▶ _Work order_:
For each line below that contains the word "ResourceRow", return that line.

▶ _Material to process_:

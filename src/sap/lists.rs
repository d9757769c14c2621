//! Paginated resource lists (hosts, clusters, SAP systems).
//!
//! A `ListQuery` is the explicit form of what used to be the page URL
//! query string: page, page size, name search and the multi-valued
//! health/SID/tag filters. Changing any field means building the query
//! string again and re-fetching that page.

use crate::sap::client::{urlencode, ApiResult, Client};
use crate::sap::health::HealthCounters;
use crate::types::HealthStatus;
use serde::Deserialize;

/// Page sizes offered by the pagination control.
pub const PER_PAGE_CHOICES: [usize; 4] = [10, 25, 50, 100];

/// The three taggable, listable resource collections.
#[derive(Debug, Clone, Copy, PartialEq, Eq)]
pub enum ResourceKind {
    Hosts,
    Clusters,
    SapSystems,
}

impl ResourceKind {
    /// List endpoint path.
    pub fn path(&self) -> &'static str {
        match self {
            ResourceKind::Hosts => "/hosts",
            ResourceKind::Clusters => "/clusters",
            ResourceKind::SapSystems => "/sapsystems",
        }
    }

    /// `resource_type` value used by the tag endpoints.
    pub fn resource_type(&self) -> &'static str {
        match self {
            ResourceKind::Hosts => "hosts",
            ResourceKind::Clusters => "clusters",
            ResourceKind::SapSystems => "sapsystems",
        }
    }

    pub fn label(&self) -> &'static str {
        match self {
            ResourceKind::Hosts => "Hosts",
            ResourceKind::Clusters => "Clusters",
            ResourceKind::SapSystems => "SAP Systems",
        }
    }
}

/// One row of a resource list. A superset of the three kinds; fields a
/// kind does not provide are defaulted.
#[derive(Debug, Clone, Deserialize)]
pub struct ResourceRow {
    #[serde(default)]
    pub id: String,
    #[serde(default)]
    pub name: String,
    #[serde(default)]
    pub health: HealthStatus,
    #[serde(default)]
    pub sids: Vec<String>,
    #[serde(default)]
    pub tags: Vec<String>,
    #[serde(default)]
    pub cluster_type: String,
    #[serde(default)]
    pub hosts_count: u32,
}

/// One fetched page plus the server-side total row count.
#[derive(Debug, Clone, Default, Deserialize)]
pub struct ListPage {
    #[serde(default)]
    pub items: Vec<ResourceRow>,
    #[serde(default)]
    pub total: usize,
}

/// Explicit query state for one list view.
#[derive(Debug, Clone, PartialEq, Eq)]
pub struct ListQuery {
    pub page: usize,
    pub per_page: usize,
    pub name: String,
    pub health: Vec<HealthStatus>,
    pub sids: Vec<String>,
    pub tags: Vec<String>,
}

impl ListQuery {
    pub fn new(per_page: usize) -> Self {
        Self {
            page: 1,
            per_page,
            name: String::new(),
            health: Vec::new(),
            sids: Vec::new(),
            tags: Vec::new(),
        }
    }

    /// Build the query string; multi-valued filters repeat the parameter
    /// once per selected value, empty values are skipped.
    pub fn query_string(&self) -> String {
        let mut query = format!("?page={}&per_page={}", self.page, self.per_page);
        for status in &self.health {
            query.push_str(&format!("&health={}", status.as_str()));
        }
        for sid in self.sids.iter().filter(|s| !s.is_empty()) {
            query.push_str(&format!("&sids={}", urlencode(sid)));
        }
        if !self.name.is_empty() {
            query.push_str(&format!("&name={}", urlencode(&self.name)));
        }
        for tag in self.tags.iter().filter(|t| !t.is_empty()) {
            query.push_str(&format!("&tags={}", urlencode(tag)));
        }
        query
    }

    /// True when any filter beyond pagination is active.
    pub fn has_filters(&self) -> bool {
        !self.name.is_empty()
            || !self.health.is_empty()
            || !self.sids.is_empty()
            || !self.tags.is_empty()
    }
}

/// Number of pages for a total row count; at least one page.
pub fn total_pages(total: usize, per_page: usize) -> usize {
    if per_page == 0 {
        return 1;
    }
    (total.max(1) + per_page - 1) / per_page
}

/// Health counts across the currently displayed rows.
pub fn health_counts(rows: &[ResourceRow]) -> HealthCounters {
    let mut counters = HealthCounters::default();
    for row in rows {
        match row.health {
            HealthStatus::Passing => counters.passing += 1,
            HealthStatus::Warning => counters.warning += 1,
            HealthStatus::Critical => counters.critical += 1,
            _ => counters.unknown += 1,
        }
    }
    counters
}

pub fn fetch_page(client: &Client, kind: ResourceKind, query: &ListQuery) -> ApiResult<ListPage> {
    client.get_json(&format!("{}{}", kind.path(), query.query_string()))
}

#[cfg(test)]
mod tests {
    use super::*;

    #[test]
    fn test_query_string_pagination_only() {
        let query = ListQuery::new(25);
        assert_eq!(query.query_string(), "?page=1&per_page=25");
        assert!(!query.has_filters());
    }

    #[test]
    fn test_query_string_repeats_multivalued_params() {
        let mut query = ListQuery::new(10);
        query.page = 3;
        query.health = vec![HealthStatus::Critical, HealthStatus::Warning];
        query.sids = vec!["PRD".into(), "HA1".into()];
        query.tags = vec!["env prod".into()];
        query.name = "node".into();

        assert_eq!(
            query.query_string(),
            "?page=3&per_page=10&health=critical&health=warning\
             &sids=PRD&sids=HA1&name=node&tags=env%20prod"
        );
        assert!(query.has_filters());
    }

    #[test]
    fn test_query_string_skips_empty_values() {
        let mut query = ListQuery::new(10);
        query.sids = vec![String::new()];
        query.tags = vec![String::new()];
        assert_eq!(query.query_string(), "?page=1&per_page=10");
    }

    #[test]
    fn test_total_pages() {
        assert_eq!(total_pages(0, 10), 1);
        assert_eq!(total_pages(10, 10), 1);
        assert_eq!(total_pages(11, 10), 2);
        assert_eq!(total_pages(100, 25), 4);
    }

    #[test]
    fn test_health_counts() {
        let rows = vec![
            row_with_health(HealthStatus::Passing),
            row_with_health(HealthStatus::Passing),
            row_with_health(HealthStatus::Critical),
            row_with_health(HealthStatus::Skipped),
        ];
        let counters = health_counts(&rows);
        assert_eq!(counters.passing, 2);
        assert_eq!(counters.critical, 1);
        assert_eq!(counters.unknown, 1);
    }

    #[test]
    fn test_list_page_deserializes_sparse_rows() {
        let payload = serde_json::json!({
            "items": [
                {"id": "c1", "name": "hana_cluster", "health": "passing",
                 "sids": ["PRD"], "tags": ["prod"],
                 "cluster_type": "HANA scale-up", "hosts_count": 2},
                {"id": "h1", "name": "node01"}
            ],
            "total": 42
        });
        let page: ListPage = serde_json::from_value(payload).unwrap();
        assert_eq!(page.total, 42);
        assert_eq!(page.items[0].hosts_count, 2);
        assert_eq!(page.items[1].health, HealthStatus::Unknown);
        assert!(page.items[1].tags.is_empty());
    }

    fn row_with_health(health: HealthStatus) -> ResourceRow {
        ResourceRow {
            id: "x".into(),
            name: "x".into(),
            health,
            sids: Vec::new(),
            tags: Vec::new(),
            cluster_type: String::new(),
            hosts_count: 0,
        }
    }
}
* * *
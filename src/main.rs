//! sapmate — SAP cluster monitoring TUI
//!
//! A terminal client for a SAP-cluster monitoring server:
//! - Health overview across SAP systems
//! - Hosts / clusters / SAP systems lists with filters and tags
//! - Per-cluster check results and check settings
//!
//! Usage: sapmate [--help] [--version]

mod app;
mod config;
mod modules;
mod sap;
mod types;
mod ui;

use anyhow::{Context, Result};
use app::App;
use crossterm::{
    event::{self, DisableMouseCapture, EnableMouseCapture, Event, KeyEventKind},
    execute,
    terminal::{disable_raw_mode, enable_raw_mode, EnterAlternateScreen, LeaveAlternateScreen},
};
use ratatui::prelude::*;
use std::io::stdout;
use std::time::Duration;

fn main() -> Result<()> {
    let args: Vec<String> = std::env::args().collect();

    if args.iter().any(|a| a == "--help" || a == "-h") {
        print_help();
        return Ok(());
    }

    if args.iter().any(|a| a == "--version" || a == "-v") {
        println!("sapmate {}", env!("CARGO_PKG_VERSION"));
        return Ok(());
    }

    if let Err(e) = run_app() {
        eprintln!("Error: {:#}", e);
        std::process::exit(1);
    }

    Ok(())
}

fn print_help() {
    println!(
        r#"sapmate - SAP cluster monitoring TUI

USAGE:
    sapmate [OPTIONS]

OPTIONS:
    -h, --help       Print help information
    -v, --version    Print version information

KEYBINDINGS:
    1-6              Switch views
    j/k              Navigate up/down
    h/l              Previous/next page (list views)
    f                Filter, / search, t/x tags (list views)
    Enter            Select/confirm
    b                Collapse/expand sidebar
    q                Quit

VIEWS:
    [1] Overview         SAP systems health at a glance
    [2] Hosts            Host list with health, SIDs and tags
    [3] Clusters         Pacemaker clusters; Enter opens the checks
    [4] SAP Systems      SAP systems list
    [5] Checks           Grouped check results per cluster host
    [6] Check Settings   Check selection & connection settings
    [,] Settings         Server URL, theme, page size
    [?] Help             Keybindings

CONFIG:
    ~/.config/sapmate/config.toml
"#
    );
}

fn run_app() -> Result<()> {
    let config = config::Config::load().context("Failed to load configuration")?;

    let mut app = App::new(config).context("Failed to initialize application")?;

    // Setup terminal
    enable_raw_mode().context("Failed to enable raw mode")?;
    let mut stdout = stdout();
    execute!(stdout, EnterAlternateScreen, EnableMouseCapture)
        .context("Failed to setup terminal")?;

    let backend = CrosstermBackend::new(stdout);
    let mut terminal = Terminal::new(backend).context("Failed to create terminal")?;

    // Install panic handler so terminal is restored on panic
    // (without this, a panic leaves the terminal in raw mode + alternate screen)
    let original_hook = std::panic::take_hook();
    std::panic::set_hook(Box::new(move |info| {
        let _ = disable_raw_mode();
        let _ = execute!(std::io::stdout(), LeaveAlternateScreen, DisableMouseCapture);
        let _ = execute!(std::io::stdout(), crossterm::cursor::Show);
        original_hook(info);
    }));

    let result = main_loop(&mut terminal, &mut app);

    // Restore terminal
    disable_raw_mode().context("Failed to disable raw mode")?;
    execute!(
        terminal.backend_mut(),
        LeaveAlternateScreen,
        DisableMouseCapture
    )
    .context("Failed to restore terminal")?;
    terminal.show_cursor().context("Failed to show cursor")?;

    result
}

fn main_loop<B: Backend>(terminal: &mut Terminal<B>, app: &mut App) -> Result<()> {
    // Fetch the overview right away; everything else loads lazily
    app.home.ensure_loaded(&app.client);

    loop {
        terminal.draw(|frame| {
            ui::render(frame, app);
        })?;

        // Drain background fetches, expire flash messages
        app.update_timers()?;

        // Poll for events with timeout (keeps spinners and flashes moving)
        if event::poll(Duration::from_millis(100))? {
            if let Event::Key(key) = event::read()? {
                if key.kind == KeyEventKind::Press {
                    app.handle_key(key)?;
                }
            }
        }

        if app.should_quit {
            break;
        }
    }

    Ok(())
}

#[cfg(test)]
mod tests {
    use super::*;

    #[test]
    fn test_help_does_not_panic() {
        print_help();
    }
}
==
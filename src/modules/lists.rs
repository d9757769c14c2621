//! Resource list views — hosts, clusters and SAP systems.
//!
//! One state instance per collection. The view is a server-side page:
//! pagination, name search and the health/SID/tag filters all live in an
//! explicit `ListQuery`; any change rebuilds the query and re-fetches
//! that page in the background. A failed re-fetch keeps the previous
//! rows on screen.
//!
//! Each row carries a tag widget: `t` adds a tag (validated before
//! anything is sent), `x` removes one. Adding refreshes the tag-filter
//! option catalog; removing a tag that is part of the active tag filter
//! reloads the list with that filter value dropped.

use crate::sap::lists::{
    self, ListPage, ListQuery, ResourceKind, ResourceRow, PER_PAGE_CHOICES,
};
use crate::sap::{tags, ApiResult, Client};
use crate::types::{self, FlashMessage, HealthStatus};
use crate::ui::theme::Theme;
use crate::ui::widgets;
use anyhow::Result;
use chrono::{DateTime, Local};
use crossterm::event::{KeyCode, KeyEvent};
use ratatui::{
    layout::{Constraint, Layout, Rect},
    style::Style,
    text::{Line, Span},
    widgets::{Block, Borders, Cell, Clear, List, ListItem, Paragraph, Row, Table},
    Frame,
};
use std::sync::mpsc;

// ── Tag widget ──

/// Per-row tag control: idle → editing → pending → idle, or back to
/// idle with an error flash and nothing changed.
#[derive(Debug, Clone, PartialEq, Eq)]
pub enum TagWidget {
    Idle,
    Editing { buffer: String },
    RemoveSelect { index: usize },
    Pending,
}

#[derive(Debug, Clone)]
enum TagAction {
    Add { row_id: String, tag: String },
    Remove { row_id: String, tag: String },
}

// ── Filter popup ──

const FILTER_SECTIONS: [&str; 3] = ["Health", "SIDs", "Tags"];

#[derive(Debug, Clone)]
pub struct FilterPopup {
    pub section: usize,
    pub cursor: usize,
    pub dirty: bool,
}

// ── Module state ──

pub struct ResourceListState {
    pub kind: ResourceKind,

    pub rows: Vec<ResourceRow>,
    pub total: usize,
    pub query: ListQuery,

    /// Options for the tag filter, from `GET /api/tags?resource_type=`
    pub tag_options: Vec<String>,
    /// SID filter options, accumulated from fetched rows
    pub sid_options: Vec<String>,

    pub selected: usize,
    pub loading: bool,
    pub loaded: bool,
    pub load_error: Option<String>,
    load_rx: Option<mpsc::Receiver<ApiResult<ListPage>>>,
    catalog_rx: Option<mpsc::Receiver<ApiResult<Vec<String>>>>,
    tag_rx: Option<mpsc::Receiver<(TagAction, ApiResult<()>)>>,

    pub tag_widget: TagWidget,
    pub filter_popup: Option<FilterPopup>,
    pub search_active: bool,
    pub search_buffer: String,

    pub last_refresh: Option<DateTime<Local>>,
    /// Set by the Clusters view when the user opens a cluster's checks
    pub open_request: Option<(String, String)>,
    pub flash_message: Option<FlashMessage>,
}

▶ _Task solution_:
pub struct ResourceRow {
    pub items: Vec<ResourceRow>,
pub fn health_counts(rows: &[ResourceRow]) -> HealthCounters {
    fn row_with_health(health: HealthStatus) -> ResourceRow {
        ResourceRow {
    self, ListPage, ListQuery, ResourceKind, ResourceRow, PER_PAGE_CHOICES,
    pub rows: Vec<ResourceRow>,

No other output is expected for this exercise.